# Problem statement
Begin with the first line of the entries below. Copy each line exactly, stopping after the one that contains "of a submission.".

•••

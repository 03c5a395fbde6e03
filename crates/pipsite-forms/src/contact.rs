use std::path::PathBuf;
use std::sync::{Arc, Mutex};

use chrono::{DateTime, Utc};
use pipsite_config::ContactSettings;
use serde::{Deserialize, Serialize};
use tracing::info;

use crate::error::FormResult;
use crate::fs::append_line;
use crate::mail::{Mailer, OutgoingMail};
use crate::validation::{email, max_chars, present, required, ValidationErrors};
use crate::FormOutcome;

const NAME_MAX_CHARS: usize = 255;

/// Raw contact form input; every field may be absent.
#[derive(Clone, Debug, Default, Deserialize)]
pub struct ContactForm {
    pub name: Option<String>,
    pub email: Option<String>,
    pub phone: Option<String>,
    pub message: Option<String>,
}

/// A contact form that passed validation.
#[derive(Clone, Debug, Eq, PartialEq, Serialize)]
pub struct ContactSubmission {
    pub name: String,
    pub email: String,
    pub phone: Option<String>,
    pub message: String,
}

impl ContactForm {
    pub fn validate(self) -> Result<ContactSubmission, ValidationErrors> {
        let mut errors = ValidationErrors::new();

        let name = required(&mut errors, "name", self.name);
        if let Some(name) = &name {
            max_chars(&mut errors, "name", name, NAME_MAX_CHARS);
        }
        let address = required(&mut errors, "email", self.email);
        if let Some(address) = &address {
            email(&mut errors, "email", address);
        }
        let message = required(&mut errors, "message", self.message);

        match (name, address, message) {
            (Some(name), Some(email), Some(message)) if errors.is_empty() => Ok(ContactSubmission {
                name,
                email,
                phone: present(self.phone),
                message,
            }),
            _ => Err(errors),
        }
    }
}

/// Stored form of a submission.
#[derive(Clone, Debug, Eq, PartialEq, Serialize, Deserialize)]
pub struct ContactRecord {
    pub name: String,
    pub email: String,
    #[serde(default)]
    pub phone: Option<String>,
    pub message: String,
    pub created_at: DateTime<Utc>,
}

/// Append-only JSON-lines log of contact submissions.
#[derive(Debug)]
pub struct ContactLog {
    path: PathBuf,
    write_lock: Mutex<()>,
}

impl ContactLog {
    pub fn new(path: impl Into<PathBuf>) -> Self {
        Self {
            path: path.into(),
            write_lock: Mutex::new(()),
        }
    }

    pub fn append(&self, record: &ContactRecord) -> FormResult<()> {
        let line = serde_json::to_string(record)?;
        // A poisoned lock only means another append panicked; the file is still usable.
        let _guard = self
            .write_lock
            .lock()
            .unwrap_or_else(|poisoned| poisoned.into_inner());
        append_line(&self.path, &line)
    }
}

/// Validates submissions, records them and notifies the site team.
#[derive(Debug, Clone)]
pub struct ContactService {
    log: Arc<ContactLog>,
    mailer: Arc<dyn Mailer>,
    notify: String,
    from: String,
}

impl ContactService {
    pub fn new(log: Arc<ContactLog>, mailer: Arc<dyn Mailer>, settings: &ContactSettings) -> Self {
        Self {
            log,
            mailer,
            notify: settings.notify.clone(),
            from: settings.from.clone(),
        }
    }

    pub fn submit(&self, form: ContactForm) -> FormResult<FormOutcome> {
        let submission = match form.validate() {
            Ok(submission) => submission,
            Err(errors) => return Ok(FormOutcome::rejected(errors)),
        };

        let record = ContactRecord {
            name: submission.name,
            email: submission.email,
            phone: submission.phone,
            message: submission.message,
            created_at: Utc::now(),
        };
        self.log.append(&record)?;
        self.mailer.send(&self.notification(&record))?;
        info!(email = %record.email, "contact request stored");

        Ok(FormOutcome::accepted())
    }

    fn notification(&self, record: &ContactRecord) -> OutgoingMail {
        let mut body = format!(
            "New contact request\n\nName: {}\nEmail: {}\n",
            record.name, record.email
        );
        if let Some(phone) = &record.phone {
            body.push_str(&format!("Phone: {phone}\n"));
        }
        body.push('\n');
        body.push_str(&record.message);

        OutgoingMail {
            from: self.from.clone(),
            to: self.notify.clone(),
            reply_to: Some(record.email.clone()),
            subject: format!("Contact request from {}", record.name),
            body,
        }
    }
}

•••

# The answer
repository 03c5a395fbde6e03
filename crates/pipsite-forms/src/contact.rs
use std::path::PathBuf;
use std::sync::{Arc, Mutex};

use chrono::{DateTime, Utc};
use pipsite_config::ContactSettings;
use serde::{Deserialize, Serialize};
use tracing::info;

use crate::error::FormResult;
use crate::fs::append_line;
use crate::mail::{Mailer, OutgoingMail};
use crate::validation::{email, max_chars, present, required, ValidationErrors};
use crate::FormOutcome;

const NAME_MAX_CHARS: usize = 255;

/// Raw contact form input; every field may be absent.
#[derive(Clone, Debug, Default, Deserialize)]
pub struct ContactForm {
    pub name: Option<String>,
    pub email: Option<String>,
    pub phone: Option<String>,
    pub message: Option<String>,
}

/// A contact form that passed validation.
#[derive(Clone, Debug, Eq, PartialEq, Serialize)]
pub struct ContactSubmission {
    pub name: String,
    pub email: String,
    pub phone: Option<String>,
    pub message: String,
}

impl ContactForm {
    pub fn validate(self) -> Result<ContactSubmission, ValidationErrors> {
        let mut errors = ValidationErrors::new();

        let name = required(&mut errors, "name", self.name);
        if let Some(name) = &name {
            max_chars(&mut errors, "name", name, NAME_MAX_CHARS);
        }
        let address = required(&mut errors, "email", self.email);
        if let Some(address) = &address {
            email(&mut errors, "email", address);
        }
        let message = required(&mut errors, "message", self.message);

        match (name, address, message) {
            (Some(name), Some(email), Some(message)) if errors.is_empty() => Ok(ContactSubmission {
                name,
                email,
                phone: present(self.phone),
                message,
            }),
            _ => Err(errors),
        }
    }
}

/// Stored form of a submission.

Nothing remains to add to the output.